Work request
Below are the records. Retype exactly the lines between the lines holding "critic_loss_sum += self.critic.update(&batch)?;" and "state = outcome.state;", inclusive.

[Collected data]
________________________
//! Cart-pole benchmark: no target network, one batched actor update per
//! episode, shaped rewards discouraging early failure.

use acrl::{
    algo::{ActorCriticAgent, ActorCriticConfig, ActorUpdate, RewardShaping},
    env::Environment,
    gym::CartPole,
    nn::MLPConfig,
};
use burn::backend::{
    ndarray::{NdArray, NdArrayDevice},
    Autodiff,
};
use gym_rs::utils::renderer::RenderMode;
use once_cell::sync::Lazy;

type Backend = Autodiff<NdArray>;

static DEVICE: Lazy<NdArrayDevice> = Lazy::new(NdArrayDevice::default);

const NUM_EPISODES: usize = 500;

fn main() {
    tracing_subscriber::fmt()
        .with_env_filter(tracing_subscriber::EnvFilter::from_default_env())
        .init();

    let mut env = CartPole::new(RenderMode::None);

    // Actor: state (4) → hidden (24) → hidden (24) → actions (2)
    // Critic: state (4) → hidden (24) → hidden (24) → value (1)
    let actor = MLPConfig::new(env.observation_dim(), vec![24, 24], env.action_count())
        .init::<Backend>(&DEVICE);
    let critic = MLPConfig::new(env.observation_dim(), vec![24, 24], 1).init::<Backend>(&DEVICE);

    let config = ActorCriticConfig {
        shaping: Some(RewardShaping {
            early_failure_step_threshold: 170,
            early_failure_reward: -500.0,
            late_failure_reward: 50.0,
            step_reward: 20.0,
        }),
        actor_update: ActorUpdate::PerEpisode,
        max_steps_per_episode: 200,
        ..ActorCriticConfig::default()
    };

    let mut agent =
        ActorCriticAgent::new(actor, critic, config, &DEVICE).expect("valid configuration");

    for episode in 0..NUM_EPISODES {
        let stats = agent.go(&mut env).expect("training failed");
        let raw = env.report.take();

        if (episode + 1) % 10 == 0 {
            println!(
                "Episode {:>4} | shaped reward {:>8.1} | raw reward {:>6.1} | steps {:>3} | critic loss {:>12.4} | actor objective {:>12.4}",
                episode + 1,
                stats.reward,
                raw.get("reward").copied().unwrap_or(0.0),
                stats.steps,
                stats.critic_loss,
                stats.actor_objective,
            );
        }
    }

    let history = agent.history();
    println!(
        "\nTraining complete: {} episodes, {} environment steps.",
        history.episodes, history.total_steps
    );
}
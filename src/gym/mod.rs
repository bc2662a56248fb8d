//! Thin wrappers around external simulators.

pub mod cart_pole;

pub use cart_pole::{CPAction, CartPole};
________________________
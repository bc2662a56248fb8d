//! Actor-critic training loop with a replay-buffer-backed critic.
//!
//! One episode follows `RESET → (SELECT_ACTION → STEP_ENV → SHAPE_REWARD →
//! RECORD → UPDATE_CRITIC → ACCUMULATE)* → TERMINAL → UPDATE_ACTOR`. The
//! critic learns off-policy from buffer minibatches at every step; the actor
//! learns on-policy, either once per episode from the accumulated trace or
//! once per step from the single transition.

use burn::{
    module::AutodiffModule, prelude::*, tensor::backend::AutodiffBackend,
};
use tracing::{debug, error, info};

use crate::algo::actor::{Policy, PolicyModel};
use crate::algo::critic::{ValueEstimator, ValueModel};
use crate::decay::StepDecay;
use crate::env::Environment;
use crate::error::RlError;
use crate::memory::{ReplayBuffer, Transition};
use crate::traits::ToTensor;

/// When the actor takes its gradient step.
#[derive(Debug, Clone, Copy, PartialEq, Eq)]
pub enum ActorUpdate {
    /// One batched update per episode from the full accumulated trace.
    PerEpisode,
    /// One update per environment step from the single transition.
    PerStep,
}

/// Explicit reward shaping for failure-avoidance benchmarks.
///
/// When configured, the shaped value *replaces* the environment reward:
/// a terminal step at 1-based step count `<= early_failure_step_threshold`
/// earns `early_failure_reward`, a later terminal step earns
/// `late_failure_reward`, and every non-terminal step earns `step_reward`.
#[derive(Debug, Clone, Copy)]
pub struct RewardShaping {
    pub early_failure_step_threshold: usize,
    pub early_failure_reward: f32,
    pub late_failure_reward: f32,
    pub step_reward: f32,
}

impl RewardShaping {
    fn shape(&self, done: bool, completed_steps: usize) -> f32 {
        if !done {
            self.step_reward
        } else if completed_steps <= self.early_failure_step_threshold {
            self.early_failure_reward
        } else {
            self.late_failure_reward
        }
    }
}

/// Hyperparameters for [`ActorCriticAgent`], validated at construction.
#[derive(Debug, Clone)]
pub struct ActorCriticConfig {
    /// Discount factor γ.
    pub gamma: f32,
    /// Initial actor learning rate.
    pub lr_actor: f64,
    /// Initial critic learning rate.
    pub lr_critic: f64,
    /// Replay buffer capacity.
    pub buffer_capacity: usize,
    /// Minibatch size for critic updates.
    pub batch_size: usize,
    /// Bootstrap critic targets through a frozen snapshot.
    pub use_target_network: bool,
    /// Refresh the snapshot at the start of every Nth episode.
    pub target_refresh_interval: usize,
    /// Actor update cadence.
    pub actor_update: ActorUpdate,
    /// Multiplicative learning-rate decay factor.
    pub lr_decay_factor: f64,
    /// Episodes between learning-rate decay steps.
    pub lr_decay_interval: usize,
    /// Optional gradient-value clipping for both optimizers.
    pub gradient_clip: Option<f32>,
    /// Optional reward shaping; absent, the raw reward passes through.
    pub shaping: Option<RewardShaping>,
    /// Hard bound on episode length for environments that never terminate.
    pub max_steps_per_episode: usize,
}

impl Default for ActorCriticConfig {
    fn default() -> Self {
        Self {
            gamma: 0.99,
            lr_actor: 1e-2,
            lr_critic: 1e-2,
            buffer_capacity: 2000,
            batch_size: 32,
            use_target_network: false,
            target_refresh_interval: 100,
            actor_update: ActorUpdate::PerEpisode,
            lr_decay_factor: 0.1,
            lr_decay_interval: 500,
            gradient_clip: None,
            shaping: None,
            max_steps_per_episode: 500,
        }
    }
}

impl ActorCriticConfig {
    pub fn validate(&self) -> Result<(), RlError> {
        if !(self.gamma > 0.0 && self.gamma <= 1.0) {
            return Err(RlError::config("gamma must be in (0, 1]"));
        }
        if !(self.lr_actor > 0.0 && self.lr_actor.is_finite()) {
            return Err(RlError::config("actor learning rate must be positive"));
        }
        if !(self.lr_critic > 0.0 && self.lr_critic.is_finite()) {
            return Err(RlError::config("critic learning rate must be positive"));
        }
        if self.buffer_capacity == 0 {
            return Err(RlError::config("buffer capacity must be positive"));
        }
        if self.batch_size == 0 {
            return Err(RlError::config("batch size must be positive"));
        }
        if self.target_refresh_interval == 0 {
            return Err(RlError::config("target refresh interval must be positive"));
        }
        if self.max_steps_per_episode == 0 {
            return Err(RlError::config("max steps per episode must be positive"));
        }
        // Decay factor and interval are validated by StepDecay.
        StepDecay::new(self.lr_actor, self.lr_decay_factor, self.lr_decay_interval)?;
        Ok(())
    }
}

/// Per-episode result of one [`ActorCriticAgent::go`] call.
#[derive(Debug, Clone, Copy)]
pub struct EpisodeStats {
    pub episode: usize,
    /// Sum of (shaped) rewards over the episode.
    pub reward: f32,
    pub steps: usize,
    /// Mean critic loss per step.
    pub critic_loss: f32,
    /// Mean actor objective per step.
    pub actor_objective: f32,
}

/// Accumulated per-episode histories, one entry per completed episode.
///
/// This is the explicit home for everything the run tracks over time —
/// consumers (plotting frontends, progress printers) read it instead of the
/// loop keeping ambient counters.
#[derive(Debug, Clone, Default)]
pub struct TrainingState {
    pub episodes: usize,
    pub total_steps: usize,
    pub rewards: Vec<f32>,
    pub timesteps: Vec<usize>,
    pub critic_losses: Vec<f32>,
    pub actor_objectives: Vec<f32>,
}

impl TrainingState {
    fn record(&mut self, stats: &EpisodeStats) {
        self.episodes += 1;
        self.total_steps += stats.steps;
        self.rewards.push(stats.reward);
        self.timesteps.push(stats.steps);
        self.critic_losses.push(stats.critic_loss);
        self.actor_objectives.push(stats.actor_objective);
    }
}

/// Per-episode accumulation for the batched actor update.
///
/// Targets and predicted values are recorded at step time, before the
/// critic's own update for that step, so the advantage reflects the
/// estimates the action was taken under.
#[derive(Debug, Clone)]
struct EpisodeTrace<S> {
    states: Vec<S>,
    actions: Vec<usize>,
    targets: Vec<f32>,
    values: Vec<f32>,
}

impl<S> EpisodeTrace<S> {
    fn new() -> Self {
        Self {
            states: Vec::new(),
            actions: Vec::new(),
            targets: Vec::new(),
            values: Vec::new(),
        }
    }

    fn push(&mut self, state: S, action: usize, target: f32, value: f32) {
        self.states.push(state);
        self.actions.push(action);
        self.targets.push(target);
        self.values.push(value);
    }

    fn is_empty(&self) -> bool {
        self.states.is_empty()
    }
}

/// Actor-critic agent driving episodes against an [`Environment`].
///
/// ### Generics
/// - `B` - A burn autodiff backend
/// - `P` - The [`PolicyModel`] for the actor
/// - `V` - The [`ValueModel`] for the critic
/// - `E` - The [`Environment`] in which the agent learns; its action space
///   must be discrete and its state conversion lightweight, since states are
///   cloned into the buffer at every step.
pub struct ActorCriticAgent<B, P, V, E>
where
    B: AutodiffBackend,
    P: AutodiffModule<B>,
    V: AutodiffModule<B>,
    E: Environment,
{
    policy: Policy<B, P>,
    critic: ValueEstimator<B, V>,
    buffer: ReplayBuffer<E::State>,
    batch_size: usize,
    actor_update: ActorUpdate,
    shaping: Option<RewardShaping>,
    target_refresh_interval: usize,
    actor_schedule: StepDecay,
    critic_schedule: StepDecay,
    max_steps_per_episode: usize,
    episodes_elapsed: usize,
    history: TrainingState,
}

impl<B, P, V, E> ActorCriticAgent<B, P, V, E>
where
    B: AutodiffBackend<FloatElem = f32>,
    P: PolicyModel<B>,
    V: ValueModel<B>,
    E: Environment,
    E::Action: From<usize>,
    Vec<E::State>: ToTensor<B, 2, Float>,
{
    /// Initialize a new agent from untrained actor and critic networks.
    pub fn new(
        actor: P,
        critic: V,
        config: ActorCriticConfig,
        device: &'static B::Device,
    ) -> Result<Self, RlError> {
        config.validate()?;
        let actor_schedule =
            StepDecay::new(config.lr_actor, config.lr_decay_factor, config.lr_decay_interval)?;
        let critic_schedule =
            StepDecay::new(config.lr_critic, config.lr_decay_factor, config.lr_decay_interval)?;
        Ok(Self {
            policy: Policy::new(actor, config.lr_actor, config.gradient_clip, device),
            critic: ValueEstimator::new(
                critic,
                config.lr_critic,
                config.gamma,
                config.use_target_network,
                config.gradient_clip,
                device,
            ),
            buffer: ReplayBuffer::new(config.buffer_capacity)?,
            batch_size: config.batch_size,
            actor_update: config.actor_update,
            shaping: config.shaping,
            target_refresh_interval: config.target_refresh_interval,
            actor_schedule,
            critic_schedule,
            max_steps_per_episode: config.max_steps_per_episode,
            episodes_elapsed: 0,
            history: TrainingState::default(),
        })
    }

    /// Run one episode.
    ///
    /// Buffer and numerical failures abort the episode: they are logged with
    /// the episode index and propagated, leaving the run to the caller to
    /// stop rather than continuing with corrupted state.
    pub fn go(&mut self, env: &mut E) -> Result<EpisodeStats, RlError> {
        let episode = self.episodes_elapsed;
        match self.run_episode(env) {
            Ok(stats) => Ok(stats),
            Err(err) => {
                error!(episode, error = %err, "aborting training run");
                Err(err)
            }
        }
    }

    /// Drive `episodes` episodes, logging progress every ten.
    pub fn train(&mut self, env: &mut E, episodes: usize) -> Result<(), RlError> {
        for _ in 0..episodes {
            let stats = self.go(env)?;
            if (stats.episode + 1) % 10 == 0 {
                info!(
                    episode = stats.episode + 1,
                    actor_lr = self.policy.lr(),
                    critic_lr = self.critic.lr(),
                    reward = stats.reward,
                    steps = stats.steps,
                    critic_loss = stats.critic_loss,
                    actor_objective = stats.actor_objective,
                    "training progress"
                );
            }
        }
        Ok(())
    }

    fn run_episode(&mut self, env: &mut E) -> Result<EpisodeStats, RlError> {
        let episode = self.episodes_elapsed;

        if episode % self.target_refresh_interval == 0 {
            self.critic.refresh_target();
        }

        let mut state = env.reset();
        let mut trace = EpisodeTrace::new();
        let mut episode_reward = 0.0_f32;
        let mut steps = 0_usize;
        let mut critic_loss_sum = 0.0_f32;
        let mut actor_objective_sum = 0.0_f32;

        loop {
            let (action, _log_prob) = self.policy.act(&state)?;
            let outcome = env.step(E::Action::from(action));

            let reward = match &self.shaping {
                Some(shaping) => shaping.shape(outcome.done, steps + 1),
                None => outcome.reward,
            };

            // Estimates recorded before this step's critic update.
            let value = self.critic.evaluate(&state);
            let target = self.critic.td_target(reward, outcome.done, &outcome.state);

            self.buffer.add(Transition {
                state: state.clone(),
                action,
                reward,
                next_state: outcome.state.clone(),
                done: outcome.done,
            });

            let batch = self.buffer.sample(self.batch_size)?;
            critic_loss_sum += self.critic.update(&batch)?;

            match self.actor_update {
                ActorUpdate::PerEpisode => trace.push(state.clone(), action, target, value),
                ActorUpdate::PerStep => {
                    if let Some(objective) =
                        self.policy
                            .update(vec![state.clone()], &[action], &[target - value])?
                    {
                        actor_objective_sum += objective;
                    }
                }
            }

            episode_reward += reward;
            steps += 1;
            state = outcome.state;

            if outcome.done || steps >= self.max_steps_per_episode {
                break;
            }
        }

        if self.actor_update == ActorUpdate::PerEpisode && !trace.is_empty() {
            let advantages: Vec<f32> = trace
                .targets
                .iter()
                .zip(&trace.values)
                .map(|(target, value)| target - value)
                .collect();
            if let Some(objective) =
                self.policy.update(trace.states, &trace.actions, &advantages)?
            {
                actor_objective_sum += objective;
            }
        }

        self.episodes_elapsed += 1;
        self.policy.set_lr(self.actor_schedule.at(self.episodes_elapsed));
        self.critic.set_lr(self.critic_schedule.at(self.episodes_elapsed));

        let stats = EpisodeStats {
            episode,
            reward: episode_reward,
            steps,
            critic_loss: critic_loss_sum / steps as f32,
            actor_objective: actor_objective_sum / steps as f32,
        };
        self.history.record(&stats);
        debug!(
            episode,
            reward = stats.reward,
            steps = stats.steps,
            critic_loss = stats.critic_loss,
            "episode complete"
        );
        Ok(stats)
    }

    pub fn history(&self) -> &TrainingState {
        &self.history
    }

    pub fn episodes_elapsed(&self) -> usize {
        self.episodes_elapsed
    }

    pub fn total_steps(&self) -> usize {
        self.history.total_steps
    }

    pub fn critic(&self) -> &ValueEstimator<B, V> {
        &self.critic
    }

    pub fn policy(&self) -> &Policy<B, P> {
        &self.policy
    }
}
________________________
Answer to the problem
            critic_loss_sum += self.critic.update(&batch)?;

            match self.actor_update {
                ActorUpdate::PerEpisode => trace.push(state.clone(), action, target, value),
                ActorUpdate::PerStep => {
                    if let Some(objective) =
                        self.policy
                            .update(vec![state.clone()], &[action], &[target - value])?
                    {
                        actor_objective_sum += objective;
                    }
                }
            }

            episode_reward += reward;
            steps += 1;
            state = outcome.state;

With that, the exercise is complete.